I recall this lad who lived downstairs from me in flats years back who was nearly in tears, told me just done his bollocks, over £180 quid, trying to win a £5 jackpot on a 10p machine. Turns out he was gambling a 4 quid win for the top Melons and it simply wouldn't win, whether on number 2 or 11, it would be 1 or 12 every time. I spent a few minutes explaining it was impossible on the 72% they had it on, he could put the US national debt through it and it still wouldn't win.

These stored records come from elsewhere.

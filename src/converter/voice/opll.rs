//! YM2413 (OPLL) voices and the built-in ROM patch set

/// One OPLL operator
#[derive(Debug, Clone, Copy, Default, PartialEq, Eq)]
pub struct OpllSlot {
    pub am: u8,
    pub pm: u8,
    pub eg: u8,
    pub kr: u8,
    pub ml: u8,
    pub kl: u8,
    /// Modulator only; the carrier level comes from the channel volume
    pub tl: u8,
    pub ar: u8,
    pub dr: u8,
    pub sl: u8,
    pub rr: u8,
    /// Half-sine waveform select
    pub wf: u8,
}

/// An OPLL voice: modulator then carrier
#[derive(Debug, Clone, Copy, Default, PartialEq, Eq)]
pub struct OpllVoice {
    pub fb: u8,
    pub slots: [OpllSlot; 2],
}

/// Program number of the user voice
pub const USER_VOICE: u8 = 0;
/// Bass drum, snare/hi-hat and tom/cymbal rhythm voices
pub const RHYTHM_BD: usize = 16;
pub const RHYTHM_HH_SD: usize = 17;
pub const RHYTHM_TOM_CYM: usize = 18;

/// Patch ROM: user voice placeholder, 15 melodic voices, 3 rhythm voices
pub const OPLL_ROM: [[u8; 8]; 19] = [
    [0x00, 0x00, 0x00, 0x00, 0x00, 0x00, 0x00, 0x00],
    [0x71, 0x61, 0x1E, 0x17, 0xD0, 0x78, 0x00, 0x17], // violin
    [0x13, 0x41, 0x1A, 0x0D, 0xD8, 0xF7, 0x23, 0x13], // guitar
    [0x13, 0x01, 0x99, 0x00, 0xF2, 0xC4, 0x21, 0x23], // piano
    [0x11, 0x61, 0x0E, 0x07, 0x8D, 0x64, 0x70, 0x27], // flute
    [0x32, 0x21, 0x1E, 0x06, 0xE1, 0x76, 0x01, 0x28], // clarinet
    [0x31, 0x22, 0x16, 0x05, 0xE0, 0x71, 0x00, 0x18], // oboe
    [0x21, 0x61, 0x1D, 0x07, 0x82, 0x81, 0x11, 0x07], // trumpet
    [0x33, 0x21, 0x2D, 0x13, 0xB0, 0x70, 0x00, 0x07], // organ
    [0x61, 0x61, 0x1B, 0x06, 0x64, 0x65, 0x10, 0x17], // horn
    [0x41, 0x61, 0x0B, 0x18, 0x85, 0xF0, 0x81, 0x07], // synthesizer
    [0x33, 0x01, 0x83, 0x11, 0xEA, 0xEF, 0x10, 0x04], // harpsichord
    [0x17, 0xC1, 0x24, 0x07, 0xF8, 0xF8, 0x22, 0x12], // vibraphone
    [0x61, 0x50, 0x0C, 0x05, 0xD2, 0xF5, 0x40, 0x42], // synth bass
    [0x01, 0x01, 0x55, 0x03, 0xE9, 0x90, 0x03, 0x02], // acoustic bass
    [0x41, 0x41, 0x89, 0x03, 0xF1, 0xE4, 0xC0, 0x13], // electric guitar
    [0x01, 0x01, 0x18, 0x0F, 0xDF, 0xF8, 0x6A, 0x6D], // bass drum
    [0x01, 0x01, 0x00, 0x00, 0xC8, 0xD8, 0xA7, 0x68], // hi-hat / snare
    [0x05, 0x01, 0x00, 0x00, 0xF8, 0xAA, 0x59, 0x55], // tom / cymbal
];

impl OpllVoice {
    /// Decode the 8-byte register image (registers 0x00-0x07)
    pub fn from_bytes(d: &[u8]) -> Self {
        let byte = |i: usize| d.get(i).copied().unwrap_or(0);
        let slot = |i: usize, tl: u8, wf: u8| OpllSlot {
            am: (byte(i) >> 7) & 1,
            pm: (byte(i) >> 6) & 1,
            eg: (byte(i) >> 5) & 1,
            kr: (byte(i) >> 4) & 1,
            ml: byte(i) & 0x0F,
            kl: (byte(2 + i) >> 6) & 3,
            tl,
            ar: (byte(4 + i) >> 4) & 0x0F,
            dr: byte(4 + i) & 0x0F,
            sl: (byte(6 + i) >> 4) & 0x0F,
            rr: byte(6 + i) & 0x0F,
            wf,
        };
        Self {
            fb: byte(3) & 7,
            slots: [
                slot(0, byte(2) & 0x3F, (byte(3) >> 3) & 1),
                slot(1, 0, (byte(3) >> 4) & 1),
            ],
        }
    }

    /// Built-in voice by program number (0-18)
    pub fn rom(program: usize) -> Self {
        Self::from_bytes(&OPLL_ROM[program.min(OPLL_ROM.len() - 1)])
    }

    pub fn to_bytes(&self) -> [u8; 8] {
        let [m, c] = &self.slots;
        let flags = |s: &OpllSlot| (s.am << 7) | (s.pm << 6) | (s.eg << 5) | (s.kr << 4) | s.ml;
        [
            flags(m),
            flags(c),
            (m.kl << 6) | (m.tl & 0x3F),
            (c.kl << 6) | (c.wf << 4) | (m.wf << 3) | (self.fb & 7),
            (m.ar << 4) | m.dr,
            (c.ar << 4) | c.dr,
            (m.sl << 4) | m.rr,
            (c.sl << 4) | c.rr,
        ]
    }
}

That brings us to the points
@ChopleyIOM raises in his video, the morality or even legality of the old AWP's and the useless twats called BACTA (Bent Amateurish Conning Thieving Arseholes) who administered the industry. Basically, certain settings would make some of the things displayed on the glass impossible therefore it was false advertising to the player. This still hasn't changed to this day, except after that geezer went to the press when the programme code was revealed which proved pre-decided gambles and then stickers were added which warned players the gamble may not be true odds or whatever.
I owned a couple of Cub Machines from this era, used them as money boxes and had the bottom open with the dip switch taped down so I could re-play the 'backing' coins. I spent hours doing stuff like
@ChopleyIOM in this video, getting the things so 'happy' they were even chucking 4OAK wins in every 20 spins.

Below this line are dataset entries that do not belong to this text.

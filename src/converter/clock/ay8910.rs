//! AY-3-8910 tone, noise and envelope period rescaling
//!
//! Also serves as the SSG part of the OPN clock converter, where the writes
//! carry the OPN chip kind.

use super::ClockStage;
use crate::chips::ChipDescriptor;
use crate::converter::buffer::{RegisterShadow, WriteBuffer};
use crate::converter::{Converter, Diagnostics};
use crate::vgm::{Command, WriteRegister};

pub struct Ay8910ClockConverter {
    stage: ClockStage,
    regs: RegisterShadow,
    buf: WriteBuffer,
}

impl Ay8910ClockConverter {
    pub fn new(from: ChipDescriptor, to_clock: f64) -> Self {
        Self {
            stage: ClockStage::new(from, to_clock),
            regs: RegisterShadow::new(1),
            buf: WriteBuffer::new(1),
        }
    }

    /// Rescale one PSG register write
    pub fn convert_write(&mut self, w: &WriteRegister) -> Vec<Command> {
        let addr = w.addr;
        if self.stage.is_identity() || addr >= 16 || w.port != 0 {
            return vec![Command::Write(*w)];
        }
        self.regs.set(0, addr, w.data);
        let put = |buf: &mut WriteBuffer, addr: u8, data: u8| {
            buf.push(WriteRegister { addr, data, ..*w }, true)
        };
        match addr {
            0..=5 => {
                let (al, ah) = (addr & 6, addr | 1);
                let raw = ((self.regs.value(0, ah) as u32 & 0x0F) << 8) | self.regs.value(0, al) as u32;
                let adj = self.stage.scale_period(raw, 0x0FFF);
                put(&mut self.buf, al, (adj & 0xFF) as u8);
                put(&mut self.buf, ah, (adj >> 8) as u8);
            }
            6 => {
                let adj = self.stage.scale_period((w.data & 0x1F) as u32, 0x1F);
                put(&mut self.buf, 6, adj as u8);
            }
            11 | 12 => {
                let raw = ((self.regs.value(0, 12) as u32) << 8) | self.regs.value(0, 11) as u32;
                let adj = self.stage.scale_period(raw, 0xFFFF);
                put(&mut self.buf, 11, (adj & 0xFF) as u8);
                put(&mut self.buf, 12, (adj >> 8) as u8);
            }
            _ => return vec![Command::Write(*w)],
        }
        self.buf.commit()
    }
}

impl Converter for Ay8910ClockConverter {
    fn source(&self) -> &ChipDescriptor {
        &self.stage.from
    }

    fn destination(&self) -> &ChipDescriptor {
        &self.stage.to
    }

    fn convert(&mut self, cmd: &Command, _diag: &mut dyn Diagnostics) -> Vec<Command> {
        match cmd.write_for(self.stage.from.kind, self.stage.from.index) {
            Some(w) => self.convert_write(w),
            None => vec![cmd.clone()],
        }
    }
}

#[cfg(test)]
mod tests {
    use super::*;
    use crate::chips::ChipKind;
    use crate::converter::NullDiagnostics;

    fn ay(addr: u8, data: u8) -> Command {
        Command::write(ChipKind::Ay8910, 0, 0, addr, data)
    }

    fn writes(out: Vec<Command>) -> Vec<(u8, u8)> {
        out.into_iter()
            .filter_map(|c| match c {
                Command::Write(w) => Some((w.addr, w.data)),
                _ => None,
            })
            .collect()
    }

    #[test]
    fn test_tone_period_doubles() {
        let from = ChipDescriptor::new(ChipKind::Ay8910, 1789772.5);
        let mut conv = Ay8910ClockConverter::new(from, 3579545.0);
        let mut diag = NullDiagnostics;
        assert_eq!(writes(conv.convert(&ay(2, 0x80), &mut diag)), vec![(2, 0x00), (3, 0x01)]);
        assert_eq!(writes(conv.convert(&ay(3, 0x01), &mut diag)), vec![(3, 0x03)]);
    }

    #[test]
    fn test_noise_and_tone_saturate() {
        let from = ChipDescriptor::new(ChipKind::Ay8910, 1789772.5);
        let mut conv = Ay8910ClockConverter::new(from, 7159090.0);
        let mut diag = NullDiagnostics;
        assert_eq!(writes(conv.convert(&ay(6, 0x10), &mut diag)), vec![(6, 0x1F)]);
        conv.convert(&ay(0, 0xFF), &mut diag);
        let out = writes(conv.convert(&ay(1, 0x0F), &mut diag));
        assert_eq!(out, vec![(0, 0xFF), (1, 0x0F)]);
    }

    #[test]
    fn test_envelope_period_and_other_registers() {
        let from = ChipDescriptor::new(ChipKind::Ay8910, 3579545.0);
        let mut conv = Ay8910ClockConverter::new(from, 1789772.5);
        let mut diag = NullDiagnostics;
        assert_eq!(writes(conv.convert(&ay(12, 0x10), &mut diag)), vec![(11, 0x00), (12, 0x08)]);
        assert_eq!(writes(conv.convert(&ay(7, 0x38), &mut diag)), vec![(7, 0x38)]);
        assert_eq!(writes(conv.convert(&ay(13, 0x0E), &mut diag)), vec![(13, 0x0E)]);
    }
}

There was one £150 JP machine I had that when on the top 88% setting would ALWAYS drop the 3 Cashpot symbols in between 80.10 and 81.00 and then let your next gamble go to £50 for afters, yet you couldn't get past Win Series EVER on the feature ladder which paid £30 - £40 (or £50 if you took it after the Cashpot). The next one above it was Bar Win, then 'match stoppa' (which would mean jackpot if you were good at it) and finally Jackpot. You could get these on some lower percentages setting though, but the cashpot would always fill to 150 and not come in at 80-81 quid.
The whole Club Machine thing was a huge con IMO, and unless you were like Smedley and his mates you never had a chance.